If you open a can of beans, any brand, it will be filled right to the brim. If you open a carton of ice cream, it too will be filled right to the brim, but then if the ice cream company wanted to short change you on calories, all they would have to do is whip a bit more air into the product. If you open a container of yogurt, you will notice it is filled only to within 2 cm (0.79 in) of the brim and dropping. If you open a box of breakfast cereal, you will discover it is only about half full. They claim this is necessary to account for settling but the Dorset cereal company somehow manages to fully fill their boxes. Similarly boxes of ginger snaps are only half full. But the masters in the arts of deception are the patent medicine and pharmaceutical companies. A great big bottle or box might contain only 10 pills. Manufacturers would not dream of posting a false weight on a package. Deceptive packaging is legal and much more efficient at fooling the customer, since the customer rarely reads the fine print on labels. I object to this practice on several grounds:
~ Roedy (1948-02-04 age:69)
- It is a blatant attempt to swindle the customer.

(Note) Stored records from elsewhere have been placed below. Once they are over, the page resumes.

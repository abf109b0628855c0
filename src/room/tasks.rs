//! The three timed activities of a round (letter revealer, round timer,
//! answer timer) plus round start/advance orchestration.
//!
//! Every task follows the same shape: lock the room, re-check `state`, act,
//! release, sleep. Cancellation is a `JoinHandle::abort` paired with those
//! guards, so an aborted or stale task never broadcasts again and never
//! overwrites state set by whoever cancelled it.
//!
//! Host commentary is never awaited with the room lock held: callers snapshot
//! what the narrator needs, release, narrate, then re-lock and re-validate
//! before broadcasting. Timers keep ticking and events keep flowing while the
//! model is thinking.

use super::RoomHandle;
use crate::host::HostEvent;
use crate::protocol::ServerMessage;
use crate::reveal::{masked_display, reveal_order};
use crate::types::RoomState;
use std::time::Duration;

impl RoomHandle {
    /// Pick a puzzle, narrate the round intro, then commit the reset room
    /// state and kick off the round timer and letter revealer. The commit
    /// happens after narration so nobody can buzz into a round that has not
    /// been announced yet; `round_starting` keeps a second start from
    /// interleaving with the narration window.
    pub async fn start_round(&self) {
        let (puzzle, order, round_number, context) = {
            let mut room = self.room.lock().await;
            if room.round_starting
                || room.players.is_empty()
                || !matches!(room.state, RoomState::Waiting | RoomState::RoundOver)
            {
                return;
            }
            room.round_starting = true;
            room.cancel_timed_activities();

            let (puzzle, order) = {
                let mut rng = rand::rng();
                let puzzle = self.puzzles.choose(&mut rng);
                let order = reveal_order(&puzzle.answer, &mut rng);
                (puzzle, order)
            };
            (puzzle, order, room.round_number, room.host_context())
        };

        let host_message = self
            .host
            .narrate(
                &HostEvent::RoundStart {
                    round_number,
                    category: puzzle.category.clone(),
                },
                Some(&context),
            )
            .await;
        let audio = self.host.synthesize(&host_message).await;

        let mut room = self.room.lock().await;
        room.round_starting = false;
        if room.players.is_empty() || room.round_number != round_number {
            return;
        }

        room.revealed_positions.clear();
        room.buzzed_player = None;
        room.state = RoomState::BuzzerActive;
        room.remaining_time = room.config.round_time_limit;
        for player in room.players.values_mut() {
            player.can_buzz = true;
        }
        room.current_puzzle = Some(puzzle.clone());

        room.broadcast(ServerMessage::RoundStart {
            round_number,
            category: puzzle.category.clone(),
            host_message,
            puzzle_display: masked_display(&puzzle.answer, &room.revealed_positions),
            time_limit: room.config.round_time_limit,
            audio,
        });
        room.broadcast(ServerMessage::BuzzerActive {
            message: "Buzzer is active! Buzz in if you know the answer!".to_string(),
        });

        room.tasks.round_timer = Some(spawn_round_timer(self.clone()));
        room.tasks.revealer = Some(spawn_revealer(self.clone(), order));

        tracing::debug!(
            "Room {}: round {} started ({})",
            room.id,
            round_number,
            puzzle.category
        );
    }

    /// After the inter-round delay, bump the round number and start the next
    /// round. Spawned as its own task so the timer that ended the round is
    /// never the one aborted mid-restart.
    pub fn schedule_advance(&self, room: &mut super::Room) {
        let handle = self.clone();
        let delay = room.config.next_round_delay;
        room.tasks.advance = Some(tokio::spawn(async move {
            tokio::time::sleep(delay).await;

            {
                let mut room = handle.room.lock().await;
                if room.state != RoomState::RoundOver || room.players.is_empty() {
                    return;
                }
                room.round_number += 1;
            }
            handle.start_round().await;
        }));
    }

    /// Announce the end of a round and schedule the next one. The caller has
    /// already set `state` to `RoundOver` under the lock; narration runs
    /// unlocked and the result is re-validated against the round it
    /// described before anything is broadcast.
    pub(super) async fn finish_round(&self, msg: RoundEndMessage) {
        let (answer, round_number, context) = {
            let room = self.room.lock().await;
            if room.state != RoomState::RoundOver {
                return;
            }
            let answer = match &room.current_puzzle {
                Some(puzzle) => puzzle.answer.clone(),
                None => return,
            };
            (answer, room.round_number, room.host_context())
        };

        let host_message = self
            .host
            .narrate(
                &HostEvent::RoundComplete {
                    answer: answer.clone(),
                },
                Some(&context),
            )
            .await;
        let audio = self.host.synthesize(&host_message).await;

        let mut room = self.room.lock().await;
        if room.state != RoomState::RoundOver
            || room.round_number != round_number
            || room.players.is_empty()
        {
            return;
        }

        room.broadcast(match msg {
            RoundEndMessage::TimerExpired => ServerMessage::TimerExpired {
                message: "Time's up!".to_string(),
                host_message,
                answer,
                audio,
            },
            RoundEndMessage::RoundTimeout => ServerMessage::RoundTimeout {
                answer,
                host_message,
                audio,
            },
            RoundEndMessage::AllRevealed => ServerMessage::HostMessage {
                message: host_message,
                round_complete: true,
                audio,
            },
        });
        self.schedule_advance(&mut room);
    }
}

/// Which wire message announces the end of the round.
pub(super) enum RoundEndMessage {
    /// The 45 second round clock ran out.
    TimerExpired,
    /// No player left with buzzing rights.
    RoundTimeout,
    /// Every letter got revealed without a buzz.
    AllRevealed,
}

/// Gradually disclose letters in the precomputed order, pacing down once
/// enough of the board is visible to be solvable.
fn spawn_revealer(handle: RoomHandle, order: Vec<usize>) -> tokio::task::JoinHandle<()> {
    tokio::spawn(async move {
        let total = order.len();
        let mut revealed_count = 0usize;

        for position in order {
            let pause = {
                let mut room = handle.room.lock().await;
                // Someone buzzed or the round ended while we slept.
                if room.state != RoomState::BuzzerActive {
                    return;
                }
                let puzzle = match room.current_puzzle.clone() {
                    Some(p) => p,
                    None => return,
                };

                room.revealed_positions.insert(position);
                revealed_count += 1;

                let puzzle_display = masked_display(&puzzle.answer, &room.revealed_positions);
                let mut revealed_positions: Vec<usize> =
                    room.revealed_positions.iter().copied().collect();
                revealed_positions.sort_unstable();
                room.broadcast(ServerMessage::PuzzleUpdate {
                    puzzle_display,
                    revealed_positions,
                    category: puzzle.category.clone(),
                });

                // Leave think-time once the board is solvable.
                if revealed_count as f64 >= 3.0_f64.max(total as f64 * 0.4) {
                    Duration::from_secs(3)
                } else {
                    Duration::from_secs(2)
                }
            };
            tokio::time::sleep(pause).await;
        }

        // All letters out and nobody buzzed: the round is over.
        let ended = {
            let mut room = handle.room.lock().await;
            if room.state == RoomState::BuzzerActive {
                room.state = RoomState::RoundOver;
                true
            } else {
                false
            }
        };
        if ended {
            handle.finish_round(RoundEndMessage::AllRevealed).await;
        }
    })
}

/// Count the round budget down one second at a time, freezing (not merely
/// slowing) while an answer is pending.
fn spawn_round_timer(handle: RoomHandle) -> tokio::task::JoinHandle<()> {
    tokio::spawn(async move {
        loop {
            let paused = {
                let room = handle.room.lock().await;
                if room.remaining_time == 0
                    || matches!(room.state, RoomState::RoundOver | RoomState::Waiting)
                {
                    break;
                }
                let paused = room.state == RoomState::WaitingAnswer;
                room.broadcast(ServerMessage::TimerUpdate {
                    remaining_time: room.remaining_time,
                    is_paused: paused,
                });
                paused
            };

            if paused {
                // Cooperative pause: keep the frozen value visible on a
                // slower cadence, decrement nothing.
                tokio::time::sleep(Duration::from_secs(2)).await;
            } else {
                tokio::time::sleep(Duration::from_secs(1)).await;
                let mut room = handle.room.lock().await;
                room.remaining_time = room.remaining_time.saturating_sub(1);
            }
        }

        let ended = {
            let mut room = handle.room.lock().await;
            if room.remaining_time == 0
                && !matches!(room.state, RoomState::RoundOver | RoomState::WaitingAnswer)
            {
                room.state = RoomState::RoundOver;
                true
            } else {
                false
            }
        };
        if ended {
            handle.finish_round(RoundEndMessage::TimerExpired).await;
        }
    })
}

/// Count down the buzzed-in player's answer window; on expiry forfeit their
/// turn and hand the buzzer back, or end the round if nobody is left.
pub(super) fn spawn_answer_timer(handle: RoomHandle) -> tokio::task::JoinHandle<()> {
    tokio::spawn(async move {
        loop {
            {
                let room = handle.room.lock().await;
                if room.answer_remaining_time == 0 || room.state != RoomState::WaitingAnswer {
                    break;
                }
                room.broadcast(ServerMessage::AnswerTimerUpdate {
                    remaining_time: room.answer_remaining_time,
                    total_time: room.config.answer_time_limit,
                    is_paused: false,
                });
            }
            tokio::time::sleep(Duration::from_secs(1)).await;
            let mut room = handle.room.lock().await;
            room.answer_remaining_time = room.answer_remaining_time.saturating_sub(1);
        }

        let ended = {
            let mut room = handle.room.lock().await;
            if room.answer_remaining_time == 0 && room.state == RoomState::WaitingAnswer {
                // The buzzer may have disconnected during the window; the
                // slot is cleared either way so the room can never wedge in
                // WaitingAnswer.
                let buzzed = room
                    .buzzed_player
                    .as_ref()
                    .and_then(|id| room.players.get(id))
                    .map(|p| p.id.clone());
                if let Some(player_id) = buzzed {
                    let player = room
                        .players
                        .get_mut(&player_id)
                        .map(|p| {
                            p.can_buzz = false;
                            p.name.clone()
                        })
                        .unwrap_or_default();
                    room.broadcast(ServerMessage::AnswerTimeout {
                        player_name: player.clone(),
                        host_message: format!("{} took too long to answer! Time's up.", player),
                        message: "Answer time expired!".to_string(),
                    });
                }

                room.buzzed_player = None;
                room.state = RoomState::BuzzerActive;
                room.broadcast(ServerMessage::TimerResumed {
                    message: "Main timer resumed! Other players can still buzz in.".to_string(),
                });

                // A buzz that landed right as the round clock hit zero leaves
                // no live round timer to expire; the round ends here instead.
                if room.remaining_time == 0 {
                    room.state = RoomState::RoundOver;
                    Some(RoundEndMessage::TimerExpired)
                } else if !room.any_can_buzz() {
                    room.state = RoomState::RoundOver;
                    Some(RoundEndMessage::RoundTimeout)
                } else {
                    None
                }
            } else {
                None
            }
        };
        if let Some(msg) = ended {
            handle.finish_round(msg).await;
        }
    })
}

We should not put up with those sort of ethics.
- This crookedness implies the company is swindling and harming the customer in other ways that cannot be detected. Such a company cannot be trusted on anything.
- It is wasteful of packaging.
- It increases shipping costs.
- It wastes twice as much shelf space, leaving less room for other choices.
- It puts twice as much crap into the landfill.
- It generally harder on the environment.